Wrestling and Skin Conditions - What Is THAT?

All of these skin diseases MAY NOT BE COVERED FOR COMPETITION!

Report anything suspicious to your athletic trainer or physician ASAP so you can stay competitive!

The sport of wrestling requires close skin-to-skin contact amongst opponents. This close contact means there is a high possibility of catching or spreading a variety of skin conditions amongst competitors. Various different common skin conditions are outlined below, so that you can be aware, identify and get treatment for as soon as possible, so that you can stay on the mat and not on the sidelines.

Herpetic Lesionsherpetic lesion

Herpetic Lesions (aka herpes simplex, herpes zoster, herpes gladiatorium, cold sore/fever blister) are a viral infection transmitted by direct contact and may appear ANYWHERE ON THE BODY.

Signs and Symptoms:

  • Lesion: Numerous clustered vesicles (blisters) filled with clear fluid on a reddened background. The vesicles continue to develop for 7-10 days and eventually become dry, crusted lesions. Recurrent outbreaks are sometimes preceded by irritability, headache, and tingling, burning and/or itching of the skin at the site of recurrence
  • Other symptoms may mimic a mild viral illness with fever, joint aches and pains, sore throat, swollen lymph nodes near the affected area and inflammation of the eyes

Return to Play Guidelines:

  • Initial outbreaks require minimum of 10-14 days of treatment with oral antiviral medication as prescribed by a physician
  • Recurrent outbreaks must complete a minimum 120 hours (5 days) oral antiviral medication
  • Must be free of fever, swollen lymph nodes, malaise (feeling ill), etc.
  • Existing lesions must be covered in a dry crust (scab), with no oozing or discharge and no new blisters developed in past 72 hours (3 days)
  • NOTE: Active, wet lesions cannot be covered to allow participation

Tinea aka RingwormRingworm

Ringwormis a fungal infection that can be seen anywhere but most commonly affects the skin on the body (tinea corporis), the scalp (tinea capitis), the feet (tinea pedis, or ‘athlete's foot’), or the groin (tinea cruris, or ‘jock itch’).

Signs and Symptoms:

  • Tinea corporis lesion: Round, reddened, scaly plaque with raised borders
  • Tinea capitis lesion: Round, gray scaly patches accompanied by mild hair loss
  • Tinea pedis lesion: Common in the toe webs, skin is usually complemented by thick scaling
  • Though normally circular in shape, the lesion may present with a more irregularly shaped border in athletes

Return to Play Guidelines:

  • Oral or topical fungicide medicine as prescribed by physician for at least 72 hours (3 days) for tinea corporis or 14 days for tinea capitis (on the scalp).
  • Once lesion is considered to no longer be contagious, it must be adequately covered (occlusive dressing) when the athlete is cleared to return to activity

Molluscum Contagiosum

Molluscum Contagiosum is a viral infection transmitted by skin-to-skin contact.

Molluscum Contagiosum Dermatology

Signs and Symptoms:

  • Lesion: fleshed-colored to light-pink pearly papules with a dent or depression in the middle.

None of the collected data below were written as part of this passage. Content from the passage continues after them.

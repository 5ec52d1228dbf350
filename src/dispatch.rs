//! Dispatch engine.
//!
//! Upstream triggers land on the inbound event queue through [`Dispatcher::push`].
//! [`Dispatcher::dispatch_event`] takes the next trigger, expands every event
//! with that name into task instances and appends them to the progress queue.
//! The sequence number assigned here is the only ordering the cluster uses.

use std::sync::Arc;

use async_trait::async_trait;
use base64::Engine;
use serde::{Deserialize, Serialize};

use crate::catalog::NodeFilter;
use crate::error::{ConvoyError, Result};
use crate::ledger::{EventResult, Ledger, ResultStatus};
use crate::queue::SharedQueue;
use crate::schedule::{Event, EventBody, Schedule};
use crate::store::KvStore;

/// Identity of a task instance
#[derive(Debug, Clone, PartialEq, Eq, Hash)]
pub struct InstanceKey {
    pub event_id: String,
    pub no: u32,
}

impl std::fmt::Display for InstanceKey {
    fn fmt(&self, f: &mut std::fmt::Formatter<'_>) -> std::fmt::Result {
        write!(f, "{}#{}", self.event_id, self.no)
    }
}

/// An upstream request to run every event called `name`.
#[derive(Debug, Clone, PartialEq, Eq, Serialize, Deserialize)]
pub struct Trigger {
    pub id: String,
    pub name: String,
    #[serde(default, skip_serializing_if = "Option::is_none")]
    pub payload: Option<String>,
}

impl Trigger {
    pub fn new(name: impl Into<String>) -> Self {
        Self {
            id: uuid::Uuid::new_v4().to_string(),
            name: name.into(),
            payload: None,
        }
    }

    pub fn with_id(mut self, id: impl Into<String>) -> Self {
        self.id = id.into();
        self
    }

    pub fn with_payload(mut self, payload: impl Into<String>) -> Self {
        self.payload = Some(payload.into());
        self
    }
}

/// Event notification as delivered by a Consul watch handler
#[derive(Debug, Clone, Deserialize)]
pub struct UpstreamEvent {
    #[serde(rename = "ID")]
    pub id: String,
    #[serde(rename = "Name")]
    pub name: String,
    /// Base64 encoded
    #[serde(rename = "Payload", default)]
    pub payload: Option<String>,
}

impl UpstreamEvent {
    pub fn into_trigger(self) -> Result<Trigger> {
        let payload = match self.payload.filter(|p| !p.is_empty()) {
            None => None,
            Some(encoded) => {
                let bytes = base64::engine::general_purpose::STANDARD
                    .decode(encoded.as_bytes())
                    .map_err(|e| ConvoyError::Store(format!("Invalid event payload: {e}")))?;
                Some(String::from_utf8_lossy(&bytes).into_owned())
            }
        };
        Ok(Trigger {
            id: self.id,
            name: self.name,
            payload,
        })
    }
}

/// One queued occurrence of a task, created when an event is dispatched.
#[derive(Debug, Clone, PartialEq, Eq, Serialize, Deserialize)]
pub struct EventTask {
    pub pattern: String,
    pub id: String,
    pub no: u32,
    #[serde(flatten)]
    pub filter: NodeFilter,
    pub task: String,
    pub skippable: bool,
}

impl EventTask {
    pub fn key(&self) -> InstanceKey {
        InstanceKey {
            event_id: self.id.clone(),
            no: self.no,
        }
    }
}

impl std::fmt::Display for EventTask {
    fn fmt(&self, f: &mut std::fmt::Formatter<'_>) -> std::fmt::Result {
        write!(
            f,
            "{}/{} (ID: {}, No: {}, Filter: {})",
            self.pattern, self.task, self.id, self.no, self.filter
        )
    }
}

/// Outbound event delivery, used by the `event` step.
#[async_trait]
pub trait EventSink: Send + Sync {
    /// Fire `name` at the nodes matching `filter`, returning the event ID.
    async fn fire(&self, name: &str, filter: &NodeFilter, payload: Option<&str>) -> Result<String>;
}

/// Delivers fired events straight onto the inbound event queue.
///
/// Used when there is no external event bus (the in-memory store); every
/// node shares the queue, so the filter is not applied.
#[derive(Debug, Clone)]
pub struct QueueEventSink {
    queue: SharedQueue<Trigger>,
}

impl QueueEventSink {
    pub fn new(queue: SharedQueue<Trigger>) -> Self {
        Self { queue }
    }
}

#[async_trait]
impl EventSink for QueueEventSink {
    async fn fire(&self, name: &str, filter: &NodeFilter, payload: Option<&str>) -> Result<String> {
        let mut trigger = Trigger::new(name);
        trigger.payload = payload.map(str::to_string);
        tracing::debug!(event = name, filter = %filter, id = %trigger.id, "Queueing fired event");
        let id = trigger.id.clone();
        self.queue.enqueue(trigger).await?;
        Ok(id)
    }
}

#[derive(Debug, Clone, Copy, PartialEq, Eq)]
pub enum PushOutcome {
    Queued,
    /// Already queued or already dispatched
    Duplicate,
    /// Payload did not match the shared secret
    Rejected,
}

#[derive(Clone)]
pub struct Dispatcher {
    schedule: Arc<Schedule>,
    store: Arc<dyn KvStore>,
    lock_key: String,
    events: SharedQueue<Trigger>,
    progress: SharedQueue<EventTask>,
    ledger: Ledger,
    skippable: bool,
    shared_secret: Option<String>,
}

impl std::fmt::Debug for Dispatcher {
    fn fmt(&self, f: &mut std::fmt::Formatter<'_>) -> std::fmt::Result {
        f.debug_struct("Dispatcher")
            .field("events", &self.events)
            .field("progress", &self.progress)
            .field("skippable", &self.skippable)
            .finish()
    }
}

impl Dispatcher {
    pub fn new(
        schedule: Arc<Schedule>,
        store: Arc<dyn KvStore>,
        lock_key: impl Into<String>,
        events: SharedQueue<Trigger>,
        progress: SharedQueue<EventTask>,
        ledger: Ledger,
    ) -> Self {
        Self {
            schedule,
            store,
            lock_key: lock_key.into(),
            events,
            progress,
            ledger,
            skippable: true,
            shared_secret: None,
        }
    }

    /// Skippable flag stamped onto every instance this dispatcher creates
    pub fn with_skippable(mut self, skippable: bool) -> Self {
        self.skippable = skippable;
        self
    }

    pub fn with_shared_secret(mut self, secret: Option<String>) -> Self {
        self.shared_secret = secret.filter(|s| !s.is_empty());
        self
    }

    /// Expand a trigger into its ordered task instances.
    ///
    /// Matching events are taken in priority order; instances are numbered
    /// from 0 across the whole expansion.
    pub fn expand(&self, trigger: &Trigger) -> Vec<EventTask> {
        let mut instances = Vec::new();
        for event in self.schedule.events_named(&trigger.name) {
            for (task, filter) in self.entries(event) {
                instances.push(EventTask {
                    pattern: event.pattern.clone(),
                    id: trigger.id.clone(),
                    no: instances.len() as u32,
                    filter,
                    task,
                    skippable: self.skippable,
                });
            }
        }
        instances
    }

    fn entries(&self, event: &Event) -> Vec<(String, NodeFilter)> {
        let task_filter = |task: &str| {
            self.schedule
                .task(&event.pattern, task)
                .map(|t| t.filter.clone())
                .unwrap_or_default()
        };
        match &event.body {
            EventBody::Single(task) => vec![(task.clone(), task_filter(task))],
            EventBody::Ordered(entries) => entries
                .iter()
                .map(|e| {
                    let filter = e.filter().unwrap_or_else(|| task_filter(&e.task));
                    (e.task.clone(), filter)
                })
                .collect(),
        }
    }

    /// Dispatch the trigger at the head of the event queue.
    ///
    /// The `EventResult` is saved first, then every instance is appended in
    /// one write, and the trigger is removed last. A failed cycle leaves the
    /// trigger in place. When the next cycle finds an in-progress
    /// `EventResult` for it, the instances are queued unless they already
    /// are. Returns the dispatched event ID, or `None` when nothing
    /// was pending or the trigger had already been dispatched.
    pub async fn dispatch_event(&self) -> Result<Option<String>> {
        let Some(trigger) = self.events.peek_head().await? else {
            return Ok(None);
        };

        let recorded = self.ledger.event(&trigger.id).await?;
        if recorded.as_ref().is_some_and(|e| e.status.is_terminal()) {
            tracing::info!(
                id = %trigger.id,
                event = %trigger.name,
                "Event already dispatched, skipping"
            );
            self.consume(&trigger).await?;
            return Ok(None);
        }

        let instances = self.expand(&trigger);
        if instances.is_empty() {
            tracing::warn!(
                id = %trigger.id,
                event = %trigger.name,
                "No pattern defines this event"
            );
            let mut result = EventResult::started(&trigger.id, &trigger.name);
            result.finish(ResultStatus::Skip);
            self.ledger.save_event(&result).await?;
            self.consume(&trigger).await?;
            return Ok(Some(trigger.id));
        }

        let count = instances.len();
        let queued = match recorded {
            Some(_) => {
                tracing::info!(
                    id = %trigger.id,
                    event = %trigger.name,
                    "Resuming interrupted dispatch"
                );
                let items = self.progress.items().await?;
                items.iter().any(|item| item.id == trigger.id)
            }
            None => {
                let result = EventResult::started(&trigger.id, &trigger.name);
                self.ledger.save_event(&result).await?;
                false
            }
        };

        if !queued {
            for instance in &instances {
                tracing::debug!(instance = %instance, "Enqueue task instance");
            }
            self.progress.enqueue_all(instances).await?;
        }
        self.consume(&trigger).await?;

        tracing::info!(
            id = %trigger.id,
            event = %trigger.name,
            instances = count,
            "Event dispatched"
        );
        Ok(Some(trigger.id))
    }

    async fn consume(&self, trigger: &Trigger) -> Result<()> {
        self.events
            .dequeue_if(|head: &Trigger| head.id == trigger.id)
            .await?;
        Ok(())
    }

    /// Put a trigger on the event queue unless it is a duplicate.
    pub async fn push(&self, trigger: Trigger) -> Result<PushOutcome> {
        if let Some(secret) = &self.shared_secret {
            if trigger.payload.as_deref() != Some(secret.as_str()) {
                tracing::warn!(
                    id = %trigger.id,
                    event = %trigger.name,
                    "Rejecting trigger with invalid secret"
                );
                return Ok(PushOutcome::Rejected);
            }
        }

        let lock = self.store.lock(&self.lock_key).await?;
        let outcome = self.push_locked(trigger).await;
        lock.unlock().await?;
        outcome
    }

    async fn push_locked(&self, trigger: Trigger) -> Result<PushOutcome> {
        if self.ledger.event(&trigger.id).await?.is_some() {
            tracing::info!(id = %trigger.id, "Trigger already dispatched");
            return Ok(PushOutcome::Duplicate);
        }

        let id = trigger.id.clone();
        let name = trigger.name.clone();
        let queued = self
            .events
            .enqueue_unless(trigger, |queued: &Trigger| queued.id == id)
            .await?;
        if queued {
            tracing::info!(id = %id, event = %name, "Pushed trigger to event queue");
            Ok(PushOutcome::Queued)
        } else {
            tracing::info!(id = %id, "Trigger already queued");
            Ok(PushOutcome::Duplicate)
        }
    }

    pub fn schedule(&self) -> &Arc<Schedule> {
        &self.schedule
    }

    pub fn progress(&self) -> &SharedQueue<EventTask> {
        &self.progress
    }

    pub fn events(&self) -> &SharedQueue<Trigger> {
        &self.events
    }
}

Often, a small predominantly itchy patch of eczema can develop around the lesions a month or more after development

Return to Play Guidelines:

Lesions must be curetted (scraped out) by a physician and subsequently covered for competition.

Impetigoimpetigo

Impetigo is a superficial bacterial infection most commonly found on the face, neck, and upper extremities. It is highly contagious and MAY NOT be covered for competition without treatment.

Signs and Symptoms:

  • Lesions: begins as a thin-walled vesicle that ruptures to expose a raw surface covered in a yellowish-brown or honey-colored crust. In the early stages it may also present as a superficial blister that ruptures easily

Return to Play Guidelines:

  • No new skin lesions for at least 48 hours (2 days)
  • Completion of a 72 hour (3 day) course of directed antibiotic therapy
  • No further drainage from the wound
  • Active lesions MAY NOT be covered for competition

Folliculitis, Furuncles, Carbuncles

Folliculitis is an infection of the hair follicles that appears in areas of high friction and perspiration and is caused by a bacteria (most commonly Staphylococcus aureus). Furuncles (boils) and carbuncles (larger boils) are complications of this infection. Active infections MAY NOT be covered for competition.

Folliculitis

Signs and Symptoms:

  • Folliculitis lesion: red or white bumps at the base of the hair follicles, especially in areas that have been shaved, taped, or abraded
  • Furuncle lesion: tender, red, nodular swelling
  • Carbuncle lesion: when multiple furuncles join, a mass of pus filled tissue develops with localized redness and swelling. A fever also may be preset.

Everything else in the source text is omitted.